What needs to be done:
Write out, without any change, the lines in the material below that run from the line with "fn export_json<S: KvStore>(ledger: &EventLedger<S>)" through the line with "pub enum LedgerError", both included.

Data records:
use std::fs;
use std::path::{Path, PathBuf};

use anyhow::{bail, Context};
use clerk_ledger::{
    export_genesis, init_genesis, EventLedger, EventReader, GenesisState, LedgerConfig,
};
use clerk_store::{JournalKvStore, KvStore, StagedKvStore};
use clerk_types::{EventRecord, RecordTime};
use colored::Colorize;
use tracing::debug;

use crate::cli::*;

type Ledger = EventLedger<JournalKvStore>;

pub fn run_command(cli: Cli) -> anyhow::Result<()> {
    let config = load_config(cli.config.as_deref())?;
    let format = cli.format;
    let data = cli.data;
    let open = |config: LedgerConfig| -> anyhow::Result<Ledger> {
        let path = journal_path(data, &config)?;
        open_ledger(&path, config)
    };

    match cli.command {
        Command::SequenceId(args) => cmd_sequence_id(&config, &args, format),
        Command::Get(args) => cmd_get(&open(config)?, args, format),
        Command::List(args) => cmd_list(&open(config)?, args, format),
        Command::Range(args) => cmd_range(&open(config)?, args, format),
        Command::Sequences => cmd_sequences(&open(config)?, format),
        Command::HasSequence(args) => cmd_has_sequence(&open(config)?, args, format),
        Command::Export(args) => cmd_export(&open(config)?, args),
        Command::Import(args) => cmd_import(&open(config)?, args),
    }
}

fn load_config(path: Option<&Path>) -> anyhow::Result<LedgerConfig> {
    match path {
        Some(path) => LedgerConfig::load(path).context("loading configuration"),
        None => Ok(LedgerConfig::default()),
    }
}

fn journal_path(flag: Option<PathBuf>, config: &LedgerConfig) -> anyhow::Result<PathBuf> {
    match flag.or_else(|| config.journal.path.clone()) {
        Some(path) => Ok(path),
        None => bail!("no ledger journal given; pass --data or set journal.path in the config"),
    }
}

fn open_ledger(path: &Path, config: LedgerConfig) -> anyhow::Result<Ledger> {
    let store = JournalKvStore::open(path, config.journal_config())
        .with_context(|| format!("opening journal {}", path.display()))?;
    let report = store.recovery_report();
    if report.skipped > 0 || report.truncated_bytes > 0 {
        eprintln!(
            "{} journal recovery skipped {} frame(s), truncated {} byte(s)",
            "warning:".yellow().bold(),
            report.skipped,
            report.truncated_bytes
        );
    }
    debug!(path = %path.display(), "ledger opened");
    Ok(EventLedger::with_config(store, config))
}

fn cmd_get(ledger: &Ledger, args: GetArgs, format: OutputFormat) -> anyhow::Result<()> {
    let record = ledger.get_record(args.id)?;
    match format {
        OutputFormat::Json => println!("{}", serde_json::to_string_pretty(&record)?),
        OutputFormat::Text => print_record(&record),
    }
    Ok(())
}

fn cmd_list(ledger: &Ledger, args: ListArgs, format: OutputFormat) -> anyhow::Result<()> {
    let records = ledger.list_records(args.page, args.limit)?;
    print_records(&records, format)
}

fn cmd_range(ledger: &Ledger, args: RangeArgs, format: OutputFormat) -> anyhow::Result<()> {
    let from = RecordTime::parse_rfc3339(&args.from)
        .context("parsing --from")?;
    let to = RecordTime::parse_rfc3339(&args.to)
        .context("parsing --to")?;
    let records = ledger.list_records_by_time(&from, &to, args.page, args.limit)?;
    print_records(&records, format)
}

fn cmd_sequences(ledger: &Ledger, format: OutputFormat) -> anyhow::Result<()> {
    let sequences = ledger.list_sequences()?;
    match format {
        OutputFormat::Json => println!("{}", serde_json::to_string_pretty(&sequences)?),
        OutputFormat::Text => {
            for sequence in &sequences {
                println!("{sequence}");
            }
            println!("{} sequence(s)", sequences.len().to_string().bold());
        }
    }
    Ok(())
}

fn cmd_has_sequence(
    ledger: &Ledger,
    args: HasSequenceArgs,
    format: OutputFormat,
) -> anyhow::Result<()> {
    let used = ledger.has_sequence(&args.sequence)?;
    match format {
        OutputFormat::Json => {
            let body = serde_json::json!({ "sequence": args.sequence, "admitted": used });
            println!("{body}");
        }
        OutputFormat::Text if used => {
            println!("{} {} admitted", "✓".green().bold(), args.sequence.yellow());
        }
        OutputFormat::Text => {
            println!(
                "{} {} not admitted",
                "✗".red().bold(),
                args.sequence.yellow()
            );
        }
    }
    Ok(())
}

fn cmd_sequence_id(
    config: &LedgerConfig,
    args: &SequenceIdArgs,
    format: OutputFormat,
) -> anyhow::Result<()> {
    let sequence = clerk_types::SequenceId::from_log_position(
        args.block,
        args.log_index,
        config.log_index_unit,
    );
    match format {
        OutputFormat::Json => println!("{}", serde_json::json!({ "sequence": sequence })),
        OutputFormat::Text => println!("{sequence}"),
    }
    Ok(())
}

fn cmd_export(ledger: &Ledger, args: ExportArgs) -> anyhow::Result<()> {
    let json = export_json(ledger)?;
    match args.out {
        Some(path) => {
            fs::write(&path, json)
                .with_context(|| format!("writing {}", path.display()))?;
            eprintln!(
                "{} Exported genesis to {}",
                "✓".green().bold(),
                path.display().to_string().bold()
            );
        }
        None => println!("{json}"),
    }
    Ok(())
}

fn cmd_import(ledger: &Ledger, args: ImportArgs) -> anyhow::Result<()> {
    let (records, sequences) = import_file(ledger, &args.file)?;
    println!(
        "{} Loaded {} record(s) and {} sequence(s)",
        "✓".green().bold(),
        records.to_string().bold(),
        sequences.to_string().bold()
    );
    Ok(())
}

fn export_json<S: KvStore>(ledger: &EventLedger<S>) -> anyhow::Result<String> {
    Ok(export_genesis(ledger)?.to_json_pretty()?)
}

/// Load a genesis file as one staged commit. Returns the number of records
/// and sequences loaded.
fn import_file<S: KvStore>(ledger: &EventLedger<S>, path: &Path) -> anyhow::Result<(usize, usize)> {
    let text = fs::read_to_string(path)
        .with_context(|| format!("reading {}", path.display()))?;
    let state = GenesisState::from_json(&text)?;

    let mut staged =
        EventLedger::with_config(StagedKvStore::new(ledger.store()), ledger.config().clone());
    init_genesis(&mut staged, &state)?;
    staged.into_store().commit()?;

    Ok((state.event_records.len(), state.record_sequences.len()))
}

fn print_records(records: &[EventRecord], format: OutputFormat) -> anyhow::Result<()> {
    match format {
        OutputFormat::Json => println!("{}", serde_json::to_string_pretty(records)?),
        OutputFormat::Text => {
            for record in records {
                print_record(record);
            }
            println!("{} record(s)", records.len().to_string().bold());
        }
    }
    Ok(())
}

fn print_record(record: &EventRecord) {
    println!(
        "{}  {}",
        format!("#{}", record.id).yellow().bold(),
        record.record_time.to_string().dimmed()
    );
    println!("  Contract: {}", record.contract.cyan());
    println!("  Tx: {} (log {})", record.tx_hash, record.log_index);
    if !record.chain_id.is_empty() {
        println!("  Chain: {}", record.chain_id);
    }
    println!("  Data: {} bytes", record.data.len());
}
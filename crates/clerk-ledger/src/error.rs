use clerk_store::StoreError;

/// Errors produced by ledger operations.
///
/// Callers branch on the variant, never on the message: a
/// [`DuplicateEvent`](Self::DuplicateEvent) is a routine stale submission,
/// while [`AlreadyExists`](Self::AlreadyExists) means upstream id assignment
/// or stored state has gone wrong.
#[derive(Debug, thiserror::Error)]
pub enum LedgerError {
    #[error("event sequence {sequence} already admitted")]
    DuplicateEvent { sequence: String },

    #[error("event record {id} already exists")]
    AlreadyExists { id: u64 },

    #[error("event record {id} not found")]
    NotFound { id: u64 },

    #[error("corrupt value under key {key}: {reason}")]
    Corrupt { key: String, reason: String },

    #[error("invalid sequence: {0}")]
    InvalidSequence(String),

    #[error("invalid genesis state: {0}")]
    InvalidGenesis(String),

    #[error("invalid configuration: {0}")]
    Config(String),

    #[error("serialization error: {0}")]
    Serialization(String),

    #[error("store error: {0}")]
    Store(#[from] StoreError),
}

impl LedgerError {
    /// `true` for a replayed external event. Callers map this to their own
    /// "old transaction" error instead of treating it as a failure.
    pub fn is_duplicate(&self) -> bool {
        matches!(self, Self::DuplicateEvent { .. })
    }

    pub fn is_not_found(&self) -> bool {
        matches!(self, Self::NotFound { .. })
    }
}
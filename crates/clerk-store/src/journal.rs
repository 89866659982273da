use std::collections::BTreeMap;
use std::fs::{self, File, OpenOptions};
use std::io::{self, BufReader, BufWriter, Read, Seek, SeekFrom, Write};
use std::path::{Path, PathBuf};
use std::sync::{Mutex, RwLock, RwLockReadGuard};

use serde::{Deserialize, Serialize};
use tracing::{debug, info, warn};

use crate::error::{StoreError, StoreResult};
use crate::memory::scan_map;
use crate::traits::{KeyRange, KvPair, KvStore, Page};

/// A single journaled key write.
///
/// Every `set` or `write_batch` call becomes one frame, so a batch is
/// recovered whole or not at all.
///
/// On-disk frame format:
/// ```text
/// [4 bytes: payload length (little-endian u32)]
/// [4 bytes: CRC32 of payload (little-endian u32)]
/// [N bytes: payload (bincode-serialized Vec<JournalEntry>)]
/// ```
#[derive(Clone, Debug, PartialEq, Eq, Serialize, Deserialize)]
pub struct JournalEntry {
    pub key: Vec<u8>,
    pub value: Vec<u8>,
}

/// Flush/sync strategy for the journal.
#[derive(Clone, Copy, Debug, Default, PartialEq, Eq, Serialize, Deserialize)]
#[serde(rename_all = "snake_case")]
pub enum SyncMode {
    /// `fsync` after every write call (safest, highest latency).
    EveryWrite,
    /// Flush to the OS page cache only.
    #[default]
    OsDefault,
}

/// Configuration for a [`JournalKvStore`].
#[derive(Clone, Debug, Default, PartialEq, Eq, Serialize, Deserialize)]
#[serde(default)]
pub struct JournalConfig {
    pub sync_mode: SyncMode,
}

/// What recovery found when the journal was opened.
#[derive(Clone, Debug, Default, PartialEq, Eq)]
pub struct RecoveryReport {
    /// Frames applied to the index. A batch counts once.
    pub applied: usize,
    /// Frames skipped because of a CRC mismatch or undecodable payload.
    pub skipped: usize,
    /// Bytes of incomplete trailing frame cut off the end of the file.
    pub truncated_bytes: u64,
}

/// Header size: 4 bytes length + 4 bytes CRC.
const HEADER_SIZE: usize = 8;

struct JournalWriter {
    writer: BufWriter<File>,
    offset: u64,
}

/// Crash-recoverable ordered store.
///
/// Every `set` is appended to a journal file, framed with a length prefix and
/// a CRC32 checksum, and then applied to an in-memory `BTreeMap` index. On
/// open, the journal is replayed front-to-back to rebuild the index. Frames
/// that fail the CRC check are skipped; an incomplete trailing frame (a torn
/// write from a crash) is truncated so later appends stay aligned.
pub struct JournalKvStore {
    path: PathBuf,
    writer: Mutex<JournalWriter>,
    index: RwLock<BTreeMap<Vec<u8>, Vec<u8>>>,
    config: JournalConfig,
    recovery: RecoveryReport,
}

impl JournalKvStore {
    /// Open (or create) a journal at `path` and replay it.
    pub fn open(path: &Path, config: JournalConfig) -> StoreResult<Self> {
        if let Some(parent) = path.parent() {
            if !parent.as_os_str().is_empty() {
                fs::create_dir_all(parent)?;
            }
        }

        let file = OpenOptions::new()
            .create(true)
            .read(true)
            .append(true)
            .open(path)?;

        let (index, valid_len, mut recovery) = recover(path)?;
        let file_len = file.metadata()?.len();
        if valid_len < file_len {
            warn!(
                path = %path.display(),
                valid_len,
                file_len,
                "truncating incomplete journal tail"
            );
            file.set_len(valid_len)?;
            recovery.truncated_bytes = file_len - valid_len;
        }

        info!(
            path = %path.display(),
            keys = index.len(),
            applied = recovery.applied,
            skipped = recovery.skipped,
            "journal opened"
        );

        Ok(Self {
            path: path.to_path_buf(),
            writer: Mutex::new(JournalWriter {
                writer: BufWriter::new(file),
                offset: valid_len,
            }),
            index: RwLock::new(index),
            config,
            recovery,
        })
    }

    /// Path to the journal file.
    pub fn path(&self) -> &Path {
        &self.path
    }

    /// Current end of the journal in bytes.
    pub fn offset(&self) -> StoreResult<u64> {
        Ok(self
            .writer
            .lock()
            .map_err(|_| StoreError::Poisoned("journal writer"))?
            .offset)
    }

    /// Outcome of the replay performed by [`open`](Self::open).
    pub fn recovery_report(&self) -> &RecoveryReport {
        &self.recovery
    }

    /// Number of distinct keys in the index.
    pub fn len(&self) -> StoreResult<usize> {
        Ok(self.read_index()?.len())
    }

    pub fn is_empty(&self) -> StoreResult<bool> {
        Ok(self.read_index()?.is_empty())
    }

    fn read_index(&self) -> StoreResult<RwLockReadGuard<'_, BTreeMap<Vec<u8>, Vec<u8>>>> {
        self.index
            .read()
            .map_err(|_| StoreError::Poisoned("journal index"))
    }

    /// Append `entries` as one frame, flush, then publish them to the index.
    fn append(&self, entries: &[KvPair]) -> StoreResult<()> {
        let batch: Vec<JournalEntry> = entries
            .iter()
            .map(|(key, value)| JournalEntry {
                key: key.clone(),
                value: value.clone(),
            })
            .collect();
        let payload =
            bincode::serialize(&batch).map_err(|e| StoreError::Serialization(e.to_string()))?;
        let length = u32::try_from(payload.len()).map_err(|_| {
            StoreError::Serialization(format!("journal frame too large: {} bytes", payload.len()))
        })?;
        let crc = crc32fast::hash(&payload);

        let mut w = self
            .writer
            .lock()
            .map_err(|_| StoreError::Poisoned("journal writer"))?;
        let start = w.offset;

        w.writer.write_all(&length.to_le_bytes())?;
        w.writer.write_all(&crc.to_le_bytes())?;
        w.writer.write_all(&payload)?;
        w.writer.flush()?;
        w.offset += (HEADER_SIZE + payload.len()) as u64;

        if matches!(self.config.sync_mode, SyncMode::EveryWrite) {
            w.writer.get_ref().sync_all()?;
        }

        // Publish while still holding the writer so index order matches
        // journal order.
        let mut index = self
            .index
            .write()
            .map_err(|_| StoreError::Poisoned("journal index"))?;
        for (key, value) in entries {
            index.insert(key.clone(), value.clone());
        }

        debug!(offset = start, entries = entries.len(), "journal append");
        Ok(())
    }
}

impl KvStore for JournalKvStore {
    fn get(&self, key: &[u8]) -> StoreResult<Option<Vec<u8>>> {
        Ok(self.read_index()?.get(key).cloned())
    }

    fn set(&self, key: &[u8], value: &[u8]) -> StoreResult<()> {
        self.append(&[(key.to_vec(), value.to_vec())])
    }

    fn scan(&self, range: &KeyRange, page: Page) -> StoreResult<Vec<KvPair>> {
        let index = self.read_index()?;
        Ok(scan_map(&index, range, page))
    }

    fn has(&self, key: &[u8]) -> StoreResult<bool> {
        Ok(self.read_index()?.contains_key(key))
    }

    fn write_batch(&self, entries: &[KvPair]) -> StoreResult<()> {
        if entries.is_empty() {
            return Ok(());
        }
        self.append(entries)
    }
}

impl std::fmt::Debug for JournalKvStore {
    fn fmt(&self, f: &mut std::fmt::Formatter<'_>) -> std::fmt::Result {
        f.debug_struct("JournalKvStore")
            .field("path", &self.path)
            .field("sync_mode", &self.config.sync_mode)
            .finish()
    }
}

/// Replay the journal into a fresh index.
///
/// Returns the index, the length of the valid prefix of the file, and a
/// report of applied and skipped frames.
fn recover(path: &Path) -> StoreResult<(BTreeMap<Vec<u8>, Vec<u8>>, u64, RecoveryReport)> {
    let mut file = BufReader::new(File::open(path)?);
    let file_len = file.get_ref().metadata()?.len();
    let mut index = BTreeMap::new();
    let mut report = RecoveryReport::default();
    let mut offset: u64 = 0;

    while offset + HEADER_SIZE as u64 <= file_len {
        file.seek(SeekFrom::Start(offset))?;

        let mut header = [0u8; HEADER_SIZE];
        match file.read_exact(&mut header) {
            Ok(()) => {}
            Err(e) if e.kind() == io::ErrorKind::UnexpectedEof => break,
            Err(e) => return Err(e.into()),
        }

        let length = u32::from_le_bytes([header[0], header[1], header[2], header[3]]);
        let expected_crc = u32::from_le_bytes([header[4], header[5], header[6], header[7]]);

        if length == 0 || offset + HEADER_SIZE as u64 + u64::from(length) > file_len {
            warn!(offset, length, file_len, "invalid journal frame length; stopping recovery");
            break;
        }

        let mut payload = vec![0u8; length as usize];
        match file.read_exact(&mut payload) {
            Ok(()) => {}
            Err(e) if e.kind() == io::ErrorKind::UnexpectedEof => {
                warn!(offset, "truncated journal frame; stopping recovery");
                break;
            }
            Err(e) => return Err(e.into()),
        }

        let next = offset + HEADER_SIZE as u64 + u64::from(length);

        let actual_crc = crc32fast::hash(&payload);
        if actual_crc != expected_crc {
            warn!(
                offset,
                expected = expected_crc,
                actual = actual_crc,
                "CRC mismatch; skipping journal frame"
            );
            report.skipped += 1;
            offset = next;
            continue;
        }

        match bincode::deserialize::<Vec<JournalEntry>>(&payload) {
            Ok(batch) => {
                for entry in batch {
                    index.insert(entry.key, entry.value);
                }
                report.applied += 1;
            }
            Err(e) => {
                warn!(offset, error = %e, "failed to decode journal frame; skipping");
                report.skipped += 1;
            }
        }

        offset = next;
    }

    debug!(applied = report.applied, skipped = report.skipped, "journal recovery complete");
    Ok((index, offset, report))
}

Output below:
fn export_json<S: KvStore>(ledger: &EventLedger<S>) -> anyhow::Result<String> {
    Ok(export_genesis(ledger)?.to_json_pretty()?)
}

/// Load a genesis file as one staged commit. Returns the number of records
/// and sequences loaded.
fn import_file<S: KvStore>(ledger: &EventLedger<S>, path: &Path) -> anyhow::Result<(usize, usize)> {
    let text = fs::read_to_string(path)
        .with_context(|| format!("reading {}", path.display()))?;
    let state = GenesisState::from_json(&text)?;

    let mut staged =
        EventLedger::with_config(StagedKvStore::new(ledger.store()), ledger.config().clone());
    init_genesis(&mut staged, &state)?;
    staged.into_store().commit()?;

    Ok((state.event_records.len(), state.record_sequences.len()))
}

fn print_records(records: &[EventRecord], format: OutputFormat) -> anyhow::Result<()> {
    match format {
        OutputFormat::Json => println!("{}", serde_json::to_string_pretty(records)?),
        OutputFormat::Text => {
            for record in records {
                print_record(record);
            }
            println!("{} record(s)", records.len().to_string().bold());
        }
    }
    Ok(())
}

fn print_record(record: &EventRecord) {
    println!(
        "{}  {}",
        format!("#{}", record.id).yellow().bold(),
        record.record_time.to_string().dimmed()
    );
    println!("  Contract: {}", record.contract.cyan());
    println!("  Tx: {} (log {})", record.tx_hash, record.log_index);
    if !record.chain_id.is_empty() {
        println!("  Chain: {}", record.chain_id);
    }
    println!("  Data: {} bytes", record.data.len());
}
filename crates/clerk-ledger/src/error.rs
use clerk_store::StoreError;

/// Errors produced by ledger operations.
///
/// Callers branch on the variant, never on the message: a
/// [`DuplicateEvent`](Self::DuplicateEvent) is a routine stale submission,
/// while [`AlreadyExists`](Self::AlreadyExists) means upstream id assignment
/// or stored state has gone wrong.
#[derive(Debug, thiserror::Error)]
pub enum LedgerError {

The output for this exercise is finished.